We have announced three new Community Commissions, a series of projects funded by the Baring Foundation, in which artists work with their local community to explore mental health issues. These projects will be showcased during SMHAF 2022 and explore the challenges of being a carer for your partner, new fathers’ experiences of depression, and mental health in the Highlands.
The three commissioned artists are:
- Ross MacKay, an award-winning writer and theatre-maker who has worked as a director, puppeteer and magician. Ross is best known for his work as co-founder and artistic director of theatre company Tortoise in a Nutshell. His first novel, Will and the Whisp, will be published in 2022. Ross’s project, Caring Duets, will work with couples who are also registered carers, for each other or for their children, to create a series of collaborative mixed media pieces exploring and documenting their experiences.
- Robyn Woolston, a visual artist who works across installation, photography, moving image and print, often working in non-gallery spaces, across community settings and within archives or sites of listed significance. Her practice generates frameworks for reflection and regeneration; focussing upon developing structures for ecological and emotional recovery via public realm interventions, socially engaged practice and site-specific responses. Robyn will introduce her Art Safari programme to the Highlands, working with people from rural communities in Laggan, Newtonmore, Kingussie and Aviemore. Find out more at artsafari.org.

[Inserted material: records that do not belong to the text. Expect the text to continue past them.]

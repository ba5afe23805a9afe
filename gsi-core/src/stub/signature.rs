//! Rust-facing method signatures.
use std::fmt;

/// A Rust type, as rendered in a stub signature.
#[derive(Debug, Clone, PartialEq, Eq)]
pub enum RustType {
    Unit,
    Value,
    String,
    I64,
    F64,
    Bool,
    Bytes,
    Vec(Box<RustType>),
    Map(Box<RustType>),
    Option(Box<RustType>),
    /// A generated struct or enum.
    Named(String),
}

impl RustType {
    pub fn optional(self) -> Self {
        match self {
            RustType::Option(_) => self,
            other => RustType::Option(Box::new(other)),
        }
    }
}

impl fmt::Display for RustType {
    fn fmt(&self, f: &mut fmt::Formatter<'_>) -> fmt::Result {
        match self {
            RustType::Unit => f.write_str("()"),
            RustType::Value => f.write_str("serde_json::Value"),
            RustType::String => f.write_str("String"),
            RustType::I64 => f.write_str("i64"),
            RustType::F64 => f.write_str("f64"),
            RustType::Bool => f.write_str("bool"),
            RustType::Bytes => f.write_str("Vec<u8>"),
            RustType::Vec(item) => write!(f, "Vec<{item}>"),
            RustType::Map(value) => write!(f, "HashMap<String, {value}>"),
            RustType::Option(inner) => write!(f, "Option<{inner}>"),
            RustType::Named(name) => f.write_str(name),
        }
    }
}

/// A parameter of a stub method.
#[derive(Debug, Clone, PartialEq, Eq)]
pub struct TypedParam {
    /// Rust identifier.
    pub ident: String,
    /// Name of the argument as the caller passes it, and as it is sent on the wire.
    pub name: String,
    pub ty: RustType,
}

/// The typed client method generated for an operation.
#[derive(Debug, Clone, PartialEq, Eq)]
pub struct MethodSignature {
    pub name: String,
    pub params: Vec<TypedParam>,
    pub result: RustType,
}

impl fmt::Display for MethodSignature {
    fn fmt(&self, f: &mut fmt::Formatter<'_>) -> fmt::Result {
        write!(f, "async fn {}(&self", self.name)?;
        for param in &self.params {
            write!(f, ", {}: {}", param.ident, param.ty)?;
        }
        write!(f, ") -> Result<{}, DispatchError>", self.result)
    }
}

const KEYWORDS: &[&str] = &[
    "as", "async", "await", "box", "break", "const", "continue", "crate", "dyn", "else", "enum",
    "extern", "false", "fn", "for", "gen", "if", "impl", "in", "let", "loop", "match", "mod",
    "move", "mut", "pub", "ref", "return", "static", "struct", "trait", "true", "try", "type",
    "unsafe", "use", "where", "while", "yield",
];

/// A snake_case identifier for an operation id or a parameter name.
///
/// gRPC operation ids (`package.Service/Method`) are named after their method.
pub fn snake_ident(name: &str) -> String {
    use cruet::*;

    let base = name.rsplit('/').next().unwrap_or(name);
    let ident = sanitize(&base.to_snake_case());
    escape(ident)
}

/// A PascalCase type name. Qualified protobuf names keep their last segment.
pub fn pascal_type(name: &str) -> String {
    use cruet::*;

    let base = name.rsplit('.').next().unwrap_or(name);
    sanitize(&base.to_pascal_case())
}

fn sanitize(ident: &str) -> String {
    let mut out: String = ident
        .chars()
        .map(|c| if c.is_ascii_alphanumeric() || c == '_' { c } else { '_' })
        .collect();

    match out.chars().next() {
        None => out.push('_'),
        Some(c) if c.is_ascii_digit() => out.insert(0, '_'),
        Some(_) => {}
    }
    out
}

fn escape(ident: String) -> String {
    match ident.as_str() {
        // These cannot be raw identifiers.
        "self" | "super" | "crate" | "Self" => format!("{ident}_"),
        _ if KEYWORDS.contains(&ident.as_str()) => format!("r#{ident}"),
        _ => ident,
    }
}

#[cfg(test)]
mod tests {
    use super::*;

    #[test]
    fn test_operation_names() {
        assert_eq!(snake_ident("getVertex"), "get_vertex");
        assert_eq!(
            snake_ident("interactive.graph.v1.GraphService/ListVertices"),
            "list_vertices"
        );
    }

    #[test]
    fn test_keywords_are_escaped() {
        assert_eq!(snake_ident("type"), "r#type");
        assert_eq!(snake_ident("self"), "self_");
    }

    #[test]
    fn test_invalid_characters_are_replaced() {
        assert_eq!(snake_ident("X-Request-Id"), "x_request_id");
        assert_eq!(snake_ident("2hop"), "_2hop");
    }

    #[test]
    fn test_type_names() {
        assert_eq!(pascal_type("interactive.graph.v1.Vertex"), "Vertex");
        assert_eq!(pascal_type("vertex_list"), "VertexList");
    }

    #[test]
    fn test_rust_type_rendering() {
        let ty = RustType::Map(Box::new(RustType::Vec(Box::new(RustType::I64)))).optional();
        assert_eq!(ty.to_string(), "Option<HashMap<String, Vec<i64>>>");
    }
}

- Elaine Connell, a midwife at NHS Lanarkshire who works with Maternal Mental Health Scotland to raise awareness of perinatal mental health issues through projects such as the exhibition Invisible Truths. Elaine is also founder of Blank Canvas, a voluntary organisation providing peer to peer support for women through creative journaling. For this commission she will work with a group of men to explore the impact of becoming fathers on their mental health.
Andrew Eaton-Lewis, arts programme officer for the Mental Health Foundation, said: “Community engagement has always been a vital part of SMHAF, a festival that is programmed from the grassroots upwards, by people living over Scotland. With these new commissions we want to expand on that work, giving artists and participants the space and time to create something together over the course of a year. We received some very strong proposals and it was a challenge to select just three. We’re very excited to be working with Ross, Robyn and Elaine and looking forward to sharing the results of these commissions at SMHAF in May 2022. And we’re extremely grateful to the Baring Foundation for supporting the project.”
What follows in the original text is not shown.